> _The task_
In the records below, work out how many lines hold the word "true". Report the number alone.

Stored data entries
/*
   Streaming zip file reader and writer, in pure Rust.
   Copyright (C) 2022 Matheus Xavier <mxavier@neonimp.com>

   This program is free software: you can redistribute it and/or modify
   it under the terms of the GNU Lesser General Public License as published by
   the Free Software Foundation, either version 3 of the License, or
   (at your option) any later version.

   This program is distributed in the hope that it will be useful,
   but WITHOUT ANY WARRANTY; without even the implied warranty of
   MERCHANTABILITY or FITNESS FOR A PARTICULAR PURPOSE.  See the
   GNU General Public License for more details.

   You should have received a copy of the GNU Lesser General Public License
   along with this program.  If not, see <https://www.gnu.org/licenses/>.
*/

//! Deferred-header buffering for one archive entry.
//!
//! A header written before its payload cannot carry the payload's size or
//! checksum unless somebody holds the payload back until they are known.
//! [`EntrySpool`] does exactly that: compressed bytes accumulate in memory
//! up to a cap, then spill into an unnamed temporary file, and the header
//! is only written, in corrected form, once the entry finishes. An entry that
//! outgrows the overall limit flips, once and irreversibly, to streaming:
//! the original header goes out as-is (descriptor flag set), everything
//! buffered so far follows, and the rest of the payload passes straight
//! through. The temporary file is tied to its handle, so it is deleted on
//! every exit path, panics included.

use crate::structures::{LocalFileHeader, FLAG_DATA_DESCRIPTOR, ZIP64_SIZE_CAP, ZIP64_VERSION};
use crate::{Result, ZipError};
use std::fs::File;
use std::io::{self, Seek, SeekFrom, Write};

pub const DEFAULT_MEMORY_LIMIT: usize = 64 * 1024;
pub const DEFAULT_SPOOL_LIMIT: u64 = 64 * 1024 * 1024;

/// How much of an entry the writer may hold back to fix up its header.
#[derive(Debug, Clone, Copy)]
pub enum BufferPolicy {
    /// Never hold anything back: headers go out with zero sizes and every
    /// entry gets a trailing data descriptor.
    Streaming,
    /// Hold up to `spool_limit` bytes per entry, the first `memory_limit`
    /// of them in memory and the rest in a temporary file.
    Deferred {
        memory_limit: usize,
        spool_limit: u64,
    },
}

impl BufferPolicy {
    /// A deferred policy, rejected up front when the memory cap exceeds
    /// the overall cap.
    pub fn deferred(memory_limit: usize, spool_limit: u64) -> Result<Self> {
        if memory_limit as u64 > spool_limit {
            return Err(ZipError::InvalidBufferLimits {
                memory: memory_limit,
                spool: spool_limit,
            });
        }
        Ok(BufferPolicy::Deferred {
            memory_limit,
            spool_limit,
        })
    }

    pub const fn streaming() -> Self {
        BufferPolicy::Streaming
    }
}

impl Default for BufferPolicy {
    fn default() -> Self {
        BufferPolicy::Deferred {
            memory_limit: DEFAULT_MEMORY_LIMIT,
            spool_limit: DEFAULT_SPOOL_LIMIT,
        }
    }
}

enum State {
    Buffering {
        memory: Vec<u8>,
        memory_limit: usize,
        spool_limit: u64,
        spill: Option<File>,
    },
    /// Streaming from the start, or gave up mid-entry; either way the
    /// header is already on the wire and bytes pass straight through.
    Passthrough,
}

/// Per-entry buffering state. Holds the header template (descriptor flag
/// set) until [`finish`](EntrySpool::finish) decides which header version
/// reaches the sink.
pub struct EntrySpool {
    header: LocalFileHeader,
    state: State,
    total: u64,
}

impl EntrySpool {
    /// Begins a buffered entry; nothing reaches the sink until a limit
    /// forces it or the entry finishes.
    pub fn begin(header: LocalFileHeader, memory_limit: usize, spool_limit: u64) -> Self {
        EntrySpool {
            header,
            state: State::Buffering {
                memory: Vec::new(),
                memory_limit,
                spool_limit,
                spill: None,
            },
            total: 0,
        }
    }

    /// Begins a pass-through entry whose header the caller has already
    /// written.
    pub fn passthrough(header: LocalFileHeader) -> Self {
        EntrySpool {
            header,
            state: State::Passthrough,
            total: 0,
        }
    }

    /// Compressed bytes accepted so far.
    pub fn total(&self) -> u64 {
        self.total
    }

    pub fn is_buffering(&self) -> bool {
        matches!(self.state, State::Buffering { .. })
    }

    /// Whether accepting `additional` bytes would tip the entry into the
    /// streaming fallback.
    pub fn would_give_up(&self, additional: u64) -> bool {
        match &self.state {
            State::Buffering { spool_limit, .. } => self.total + additional > *spool_limit,
            State::Passthrough => false,
        }
    }

    pub fn write<W: Write>(&mut self, bytes: &[u8], sink: &mut W) -> Result<()> {
        if self.would_give_up(bytes.len() as u64) {
            self.give_up(sink)?;
        }
        self.total += bytes.len() as u64;
        match &mut self.state {
            State::Buffering {
                memory,
                memory_limit,
                spill,
                ..
            } => {
                let room = memory_limit.saturating_sub(memory.len());
                let (head, tail) = bytes.split_at(room.min(bytes.len()));
                memory.extend_from_slice(head);
                if !tail.is_empty() {
                    if spill.is_none() {
                        *spill = Some(tempfile::tempfile()?);
                    }
                    if let Some(file) = spill.as_mut() {
                        file.write_all(tail)?;
                    }
                }
            }
            State::Passthrough => sink.write_all(bytes)?,
        }
        Ok(())
    }

    /// The irreversible switch to streaming: original header, then the
    /// buffered bytes in arrival order, before the caller's bytes continue
    /// directly to the sink.
    fn give_up<W: Write>(&mut self, sink: &mut W) -> Result<()> {
        let state = std::mem::replace(&mut self.state, State::Passthrough);
        let State::Buffering { memory, mut spill, .. } = state else {
            return Ok(());
        };
        self.header.write_to(sink)?;
        sink.write_all(&memory)?;
        if let Some(mut file) = spill.take() {
            file.seek(SeekFrom::Start(0))?;
            io::copy(&mut file, sink)?;
        }
        Ok(())
    }

    /// Finalizes the entry. While still buffering this writes a corrected
    /// header (true sizes and crc, descriptor flag cleared) followed by the
    /// payload, and hands the corrected header back so the caller can
    /// record it. After a give-up (or under a streaming policy) it returns
    /// `None`: the original header stands and the caller owes the stream a
    /// data descriptor.
    pub fn finish<W: Write>(
        self,
        crc32: u32,
        uncompressed_size: u64,
        sink: &mut W,
    ) -> Result<Option<LocalFileHeader>> {
        match self.state {
            State::Buffering { memory, spill, .. } => {
                let mut header = self.header;
                header.crc32 = crc32;
                header.compressed_size = self.total;
                header.uncompressed_size = uncompressed_size;
                header.flags &= !FLAG_DATA_DESCRIPTOR;
                if header.compressed_size >= ZIP64_SIZE_CAP
                    || header.uncompressed_size >= ZIP64_SIZE_CAP
                {
                    header.zip64 = true;
                    header.version_needed = header.version_needed.max(ZIP64_VERSION);
                }
                header.write_to(sink)?;
                sink.write_all(&memory)?;
                if let Some(mut file) = spill {
                    file.seek(SeekFrom::Start(0))?;
                    io::copy(&mut file, sink)?;
                }
                // The spill handle drops here, deleting the file.
                Ok(Some(header))
            }
            State::Passthrough => Ok(None),
        }
    }
}

#[cfg(test)]
mod tests {
    use super::*;
    use crate::structures::CompressionMethod;

    fn template(name: &str) -> LocalFileHeader {
        let mut header = LocalFileHeader::builder(name)
            .compression(CompressionMethod::Stored)
            .build();
        header.flags |= FLAG_DATA_DESCRIPTOR;
        header
    }

    #[test]
    fn test_buffered_entry_gets_corrected_header() {
        let mut sink = Vec::new();
        let mut spool = EntrySpool::begin(template("a.txt"), 64, 1024);
        spool.write(&[1, 2, 3], &mut sink).unwrap();
        assert!(sink.is_empty(), "nothing may be flushed while buffering");

        let corrected = spool.finish(0xABCD, 3, &mut sink).unwrap().unwrap();
        assert_eq!(corrected.compressed_size, 3);
        assert_eq!(corrected.uncompressed_size, 3);
        assert_eq!(corrected.crc32, 0xABCD);
        assert!(!corrected.has_data_descriptor());
        // Header followed by the payload, nothing else.
        assert_eq!(&sink[sink.len() - 3..], &[1, 2, 3]);
    }

    #[test]
    fn test_spill_keeps_arrival_order() {
        let mut sink = Vec::new();
        // Memory cap of 4 forces the tail of the payload through the file.
        let mut spool = EntrySpool::begin(template("a.txt"), 4, 1024);
        spool.write(&[1, 2, 3], &mut sink).unwrap();
        spool.write(&[4, 5, 6], &mut sink).unwrap();
        spool.write(&[7, 8], &mut sink).unwrap();
        assert!(sink.is_empty());

        let corrected = spool.finish(0, 8, &mut sink).unwrap().unwrap();
        assert_eq!(corrected.compressed_size, 8);
        assert_eq!(&sink[sink.len() - 8..], &[1, 2, 3, 4, 5, 6, 7, 8]);
    }

    #[test]
    fn test_give_up_streams_with_original_header() {
        let mut sink = Vec::new();
        let mut spool = EntrySpool::begin(template("a.txt"), 2, 4);
        spool.write(&[1, 2, 3], &mut sink).unwrap();
        assert!(sink.is_empty());
        assert!(spool.is_buffering());

        // This write crosses the spool limit: header + buffered bytes flush,
        // then the new bytes follow directly.
        spool.write(&[4, 5, 6], &mut sink).unwrap();
        assert!(!spool.is_buffering());
        assert!(!sink.is_empty());
        assert_eq!(&sink[sink.len() - 6..], &[1, 2, 3, 4, 5, 6]);
        let flushed = sink.len();

        assert!(spool.finish(0, 6, &mut sink).unwrap().is_none());
        assert_eq!(sink.len(), flushed, "finish adds nothing after a give-up");
    }

    #[test]
    fn test_streaming_policy_is_passthrough() {
        let mut sink = Vec::new();
        let mut spool = EntrySpool::passthrough(template("a.txt"));
        spool.write(&[9, 9, 9], &mut sink).unwrap();
        assert_eq!(sink, vec![9, 9, 9]);
        assert_eq!(spool.total(), 3);
        assert!(spool.finish(0, 3, &mut sink).unwrap().is_none());
    }

    #[test]
    fn test_empty_entry_still_gets_corrected_header() {
        let mut sink = Vec::new();
        let spool = EntrySpool::begin(template("a.txt"), 16, 1024);
        let corrected = spool.finish(0, 0, &mut sink).unwrap().unwrap();
        assert_eq!(corrected.compressed_size, 0);
        assert!(!corrected.has_data_descriptor());
    }

    #[test]
    fn test_finish_promotes_large_entries_to_zip64() {
        let mut sink = Vec::new();
        let mut spool = EntrySpool::begin(template("big.bin"), 64, 1024);
        spool.write(&[0u8; 10], &mut sink).unwrap();

        // An uncompressed size past the 32-bit cap turns the corrected
        // header into its zip64 form; the template never asked for it.
        let corrected = spool
            .finish(0x1234, 0x1_0000_0000, &mut sink)
            .unwrap()
            .unwrap();
        assert!(corrected.zip64);
        assert_eq!(corrected.version_needed, ZIP64_VERSION);
        assert_eq!(corrected.uncompressed_size, 0x1_0000_0000);
        assert!(!corrected.has_data_descriptor());
    }

    #[test]
    fn test_misconfigured_limits_are_rejected() {
        assert_eq!(
            BufferPolicy::deferred(1024, 16).unwrap_err(),
            ZipError::InvalidBufferLimits {
                memory: 1024,
                spool: 16
            }
        );
        assert!(BufferPolicy::deferred(16, 16).is_ok());
    }
}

> _Completed task_
2